PROVIDED INFORMATION -
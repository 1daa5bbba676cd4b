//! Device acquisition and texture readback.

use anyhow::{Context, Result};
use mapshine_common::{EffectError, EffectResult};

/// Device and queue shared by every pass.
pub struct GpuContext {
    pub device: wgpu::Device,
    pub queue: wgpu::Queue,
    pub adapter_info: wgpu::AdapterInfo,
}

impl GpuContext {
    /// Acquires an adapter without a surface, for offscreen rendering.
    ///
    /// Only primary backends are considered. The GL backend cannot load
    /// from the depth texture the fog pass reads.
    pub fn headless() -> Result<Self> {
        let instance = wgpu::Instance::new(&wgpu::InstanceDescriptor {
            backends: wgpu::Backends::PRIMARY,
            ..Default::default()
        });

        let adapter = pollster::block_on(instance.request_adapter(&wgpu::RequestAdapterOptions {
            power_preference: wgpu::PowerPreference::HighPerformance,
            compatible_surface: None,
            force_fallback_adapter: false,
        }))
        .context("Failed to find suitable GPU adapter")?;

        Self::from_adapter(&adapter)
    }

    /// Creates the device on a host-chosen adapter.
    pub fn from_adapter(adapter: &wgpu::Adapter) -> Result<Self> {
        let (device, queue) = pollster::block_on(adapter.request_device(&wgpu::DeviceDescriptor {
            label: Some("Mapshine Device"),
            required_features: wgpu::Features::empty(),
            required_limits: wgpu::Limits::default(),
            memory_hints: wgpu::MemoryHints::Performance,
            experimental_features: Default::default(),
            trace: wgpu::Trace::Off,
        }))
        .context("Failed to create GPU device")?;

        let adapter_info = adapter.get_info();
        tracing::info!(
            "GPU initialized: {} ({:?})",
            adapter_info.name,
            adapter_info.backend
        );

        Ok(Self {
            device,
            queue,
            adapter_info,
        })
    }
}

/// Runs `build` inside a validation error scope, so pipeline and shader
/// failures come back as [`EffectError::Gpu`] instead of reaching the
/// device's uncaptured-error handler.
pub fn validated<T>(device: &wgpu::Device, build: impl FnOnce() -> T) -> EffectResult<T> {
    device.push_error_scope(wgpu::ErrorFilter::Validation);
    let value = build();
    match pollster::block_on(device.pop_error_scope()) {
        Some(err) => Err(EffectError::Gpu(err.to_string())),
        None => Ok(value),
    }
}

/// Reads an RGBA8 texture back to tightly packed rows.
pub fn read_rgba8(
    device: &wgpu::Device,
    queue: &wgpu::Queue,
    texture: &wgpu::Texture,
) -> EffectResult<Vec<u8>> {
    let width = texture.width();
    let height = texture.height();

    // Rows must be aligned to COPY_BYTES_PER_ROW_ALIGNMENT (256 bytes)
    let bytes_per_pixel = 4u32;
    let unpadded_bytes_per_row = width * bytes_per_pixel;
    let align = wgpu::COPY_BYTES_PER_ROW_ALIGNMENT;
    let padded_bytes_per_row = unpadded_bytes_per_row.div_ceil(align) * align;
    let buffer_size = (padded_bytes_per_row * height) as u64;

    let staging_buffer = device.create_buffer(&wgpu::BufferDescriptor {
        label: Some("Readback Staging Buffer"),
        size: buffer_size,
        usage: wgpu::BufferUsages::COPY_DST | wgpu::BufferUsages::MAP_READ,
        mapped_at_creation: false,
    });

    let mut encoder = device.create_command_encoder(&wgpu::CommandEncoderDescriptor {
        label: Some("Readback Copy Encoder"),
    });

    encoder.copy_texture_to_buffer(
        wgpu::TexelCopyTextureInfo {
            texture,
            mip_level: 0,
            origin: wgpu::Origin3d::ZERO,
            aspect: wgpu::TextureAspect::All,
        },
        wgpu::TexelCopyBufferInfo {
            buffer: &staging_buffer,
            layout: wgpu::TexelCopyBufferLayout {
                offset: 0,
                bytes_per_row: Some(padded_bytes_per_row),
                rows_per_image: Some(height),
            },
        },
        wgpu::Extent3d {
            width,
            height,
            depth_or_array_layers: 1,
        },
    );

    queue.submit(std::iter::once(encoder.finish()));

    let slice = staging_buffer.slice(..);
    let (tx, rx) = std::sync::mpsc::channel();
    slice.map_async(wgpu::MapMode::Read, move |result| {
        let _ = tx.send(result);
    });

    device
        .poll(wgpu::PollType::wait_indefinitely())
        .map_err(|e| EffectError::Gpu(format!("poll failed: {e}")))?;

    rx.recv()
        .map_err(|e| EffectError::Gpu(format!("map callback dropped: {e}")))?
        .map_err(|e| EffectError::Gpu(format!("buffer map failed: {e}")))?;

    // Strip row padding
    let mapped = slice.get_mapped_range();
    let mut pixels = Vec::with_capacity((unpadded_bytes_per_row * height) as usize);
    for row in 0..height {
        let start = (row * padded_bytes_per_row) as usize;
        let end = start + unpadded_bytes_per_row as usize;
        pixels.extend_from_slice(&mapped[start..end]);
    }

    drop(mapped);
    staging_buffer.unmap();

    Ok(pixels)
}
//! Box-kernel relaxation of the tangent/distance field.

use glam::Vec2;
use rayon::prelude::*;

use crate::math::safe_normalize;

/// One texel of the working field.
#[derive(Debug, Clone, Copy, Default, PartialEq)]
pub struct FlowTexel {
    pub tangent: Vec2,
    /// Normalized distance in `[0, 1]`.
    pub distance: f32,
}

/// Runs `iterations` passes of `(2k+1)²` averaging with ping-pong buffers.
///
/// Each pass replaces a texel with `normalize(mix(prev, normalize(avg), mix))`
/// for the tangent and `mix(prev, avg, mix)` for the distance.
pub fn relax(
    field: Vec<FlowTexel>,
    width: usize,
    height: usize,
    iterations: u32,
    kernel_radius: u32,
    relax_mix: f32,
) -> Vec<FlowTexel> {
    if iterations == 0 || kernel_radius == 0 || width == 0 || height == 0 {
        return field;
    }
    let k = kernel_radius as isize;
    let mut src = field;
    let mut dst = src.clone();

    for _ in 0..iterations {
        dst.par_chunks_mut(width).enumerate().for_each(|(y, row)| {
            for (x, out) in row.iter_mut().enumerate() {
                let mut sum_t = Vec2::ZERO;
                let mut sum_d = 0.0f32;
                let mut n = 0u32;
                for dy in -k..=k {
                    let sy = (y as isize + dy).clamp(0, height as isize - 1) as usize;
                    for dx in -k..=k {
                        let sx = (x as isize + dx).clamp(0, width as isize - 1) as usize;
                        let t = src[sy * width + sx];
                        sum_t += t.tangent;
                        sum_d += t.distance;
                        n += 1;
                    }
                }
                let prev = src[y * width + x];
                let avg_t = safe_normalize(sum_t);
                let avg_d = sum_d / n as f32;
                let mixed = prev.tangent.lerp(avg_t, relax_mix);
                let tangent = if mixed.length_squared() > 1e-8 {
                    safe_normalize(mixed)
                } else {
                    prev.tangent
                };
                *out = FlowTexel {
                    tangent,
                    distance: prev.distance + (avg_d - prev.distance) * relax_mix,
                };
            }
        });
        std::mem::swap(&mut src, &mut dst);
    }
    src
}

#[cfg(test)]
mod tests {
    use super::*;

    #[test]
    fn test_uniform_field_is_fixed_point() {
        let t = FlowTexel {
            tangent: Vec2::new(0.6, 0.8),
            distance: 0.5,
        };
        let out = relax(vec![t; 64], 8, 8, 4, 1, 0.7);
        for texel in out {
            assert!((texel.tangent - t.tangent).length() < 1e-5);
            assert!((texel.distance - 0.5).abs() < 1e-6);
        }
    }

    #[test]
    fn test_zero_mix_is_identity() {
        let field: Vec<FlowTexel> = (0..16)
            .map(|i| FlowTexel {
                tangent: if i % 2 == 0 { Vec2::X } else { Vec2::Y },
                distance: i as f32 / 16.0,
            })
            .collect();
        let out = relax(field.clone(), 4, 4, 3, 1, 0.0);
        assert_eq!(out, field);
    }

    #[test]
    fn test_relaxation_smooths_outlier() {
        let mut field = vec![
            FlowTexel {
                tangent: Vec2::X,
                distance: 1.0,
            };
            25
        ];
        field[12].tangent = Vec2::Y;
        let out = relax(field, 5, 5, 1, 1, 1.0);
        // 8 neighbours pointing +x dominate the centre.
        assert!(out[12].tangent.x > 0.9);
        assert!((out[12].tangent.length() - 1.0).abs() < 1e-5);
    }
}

--

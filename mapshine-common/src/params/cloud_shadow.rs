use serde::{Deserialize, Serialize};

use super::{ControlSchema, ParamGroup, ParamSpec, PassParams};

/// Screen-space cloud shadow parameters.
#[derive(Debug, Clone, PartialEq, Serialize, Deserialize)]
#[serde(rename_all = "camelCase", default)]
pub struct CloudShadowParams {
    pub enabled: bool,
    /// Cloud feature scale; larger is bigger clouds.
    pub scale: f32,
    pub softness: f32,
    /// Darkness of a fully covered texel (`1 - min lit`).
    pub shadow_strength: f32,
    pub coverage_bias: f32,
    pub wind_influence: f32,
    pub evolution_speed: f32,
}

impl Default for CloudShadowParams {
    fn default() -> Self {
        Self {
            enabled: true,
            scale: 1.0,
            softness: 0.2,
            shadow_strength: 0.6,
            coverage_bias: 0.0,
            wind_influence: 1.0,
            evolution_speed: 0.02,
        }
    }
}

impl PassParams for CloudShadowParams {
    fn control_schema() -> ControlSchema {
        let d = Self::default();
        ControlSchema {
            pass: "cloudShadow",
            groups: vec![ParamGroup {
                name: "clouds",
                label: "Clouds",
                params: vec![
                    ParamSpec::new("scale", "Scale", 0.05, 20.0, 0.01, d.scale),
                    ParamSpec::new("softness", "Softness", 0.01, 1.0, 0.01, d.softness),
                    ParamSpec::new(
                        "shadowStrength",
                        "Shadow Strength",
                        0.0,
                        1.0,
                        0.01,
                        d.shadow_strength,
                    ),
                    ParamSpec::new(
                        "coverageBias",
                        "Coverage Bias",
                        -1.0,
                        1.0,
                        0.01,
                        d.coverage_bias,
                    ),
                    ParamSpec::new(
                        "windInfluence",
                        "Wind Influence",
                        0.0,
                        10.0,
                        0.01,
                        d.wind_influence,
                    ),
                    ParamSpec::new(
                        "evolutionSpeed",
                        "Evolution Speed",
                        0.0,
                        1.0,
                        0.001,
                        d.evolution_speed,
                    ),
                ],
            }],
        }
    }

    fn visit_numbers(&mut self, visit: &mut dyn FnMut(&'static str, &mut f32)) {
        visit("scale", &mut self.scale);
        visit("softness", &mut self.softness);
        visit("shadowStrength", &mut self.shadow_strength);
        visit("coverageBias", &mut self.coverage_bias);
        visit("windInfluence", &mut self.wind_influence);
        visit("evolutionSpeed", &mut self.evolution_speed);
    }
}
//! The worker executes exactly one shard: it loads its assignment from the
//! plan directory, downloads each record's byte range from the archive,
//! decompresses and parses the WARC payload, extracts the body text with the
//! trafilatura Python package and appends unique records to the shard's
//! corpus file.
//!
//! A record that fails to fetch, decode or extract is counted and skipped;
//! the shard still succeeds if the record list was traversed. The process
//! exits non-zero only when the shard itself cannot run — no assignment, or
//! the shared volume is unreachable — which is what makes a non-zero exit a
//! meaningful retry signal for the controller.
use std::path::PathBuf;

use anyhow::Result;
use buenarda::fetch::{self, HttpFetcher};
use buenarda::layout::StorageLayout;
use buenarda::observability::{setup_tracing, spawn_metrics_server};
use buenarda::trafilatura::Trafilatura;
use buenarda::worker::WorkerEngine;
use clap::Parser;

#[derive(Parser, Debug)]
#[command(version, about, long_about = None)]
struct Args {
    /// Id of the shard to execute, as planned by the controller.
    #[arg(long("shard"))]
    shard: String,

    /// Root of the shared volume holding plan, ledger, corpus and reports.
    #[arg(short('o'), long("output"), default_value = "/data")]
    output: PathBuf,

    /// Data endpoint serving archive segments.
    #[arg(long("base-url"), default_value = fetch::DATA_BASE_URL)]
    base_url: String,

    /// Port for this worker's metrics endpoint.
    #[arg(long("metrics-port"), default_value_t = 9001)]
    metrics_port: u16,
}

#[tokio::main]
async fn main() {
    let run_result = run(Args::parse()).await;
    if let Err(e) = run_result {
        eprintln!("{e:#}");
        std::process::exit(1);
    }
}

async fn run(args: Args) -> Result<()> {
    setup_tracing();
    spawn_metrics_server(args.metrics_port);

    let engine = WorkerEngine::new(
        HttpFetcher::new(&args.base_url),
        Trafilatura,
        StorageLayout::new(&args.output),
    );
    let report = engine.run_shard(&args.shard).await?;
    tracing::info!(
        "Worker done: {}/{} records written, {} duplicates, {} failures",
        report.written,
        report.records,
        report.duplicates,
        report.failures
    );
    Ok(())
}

WHAT YOU WILL DO - Would you please write out, exactly and with no other lines, the stretch of the listing above from the line containing "Strip row padding" through the line containing "Each pass replaces"?

RESULT FOR THIS EXERCISE -
    // Strip row padding
    let mapped = slice.get_mapped_range();
    let mut pixels = Vec::with_capacity((unpadded_bytes_per_row * height) as usize);
    for row in 0..height {
        let start = (row * padded_bytes_per_row) as usize;
        let end = start + unpadded_bytes_per_row as usize;
        pixels.extend_from_slice(&mapped[start..end]);
    }

    drop(mapped);
    staging_buffer.unmap();

    Ok(pixels)
}
//! Box-kernel relaxation of the tangent/distance field.

use glam::Vec2;
use rayon::prelude::*;

use crate::math::safe_normalize;

/// One texel of the working field.
#[derive(Debug, Clone, Copy, Default, PartialEq)]
pub struct FlowTexel {
    pub tangent: Vec2,
    /// Normalized distance in `[0, 1]`.
    pub distance: f32,
}

/// Runs `iterations` passes of `(2k+1)²` averaging with ping-pong buffers.
///
/// Each pass replaces a texel with `normalize(mix(prev, normalize(avg), mix))`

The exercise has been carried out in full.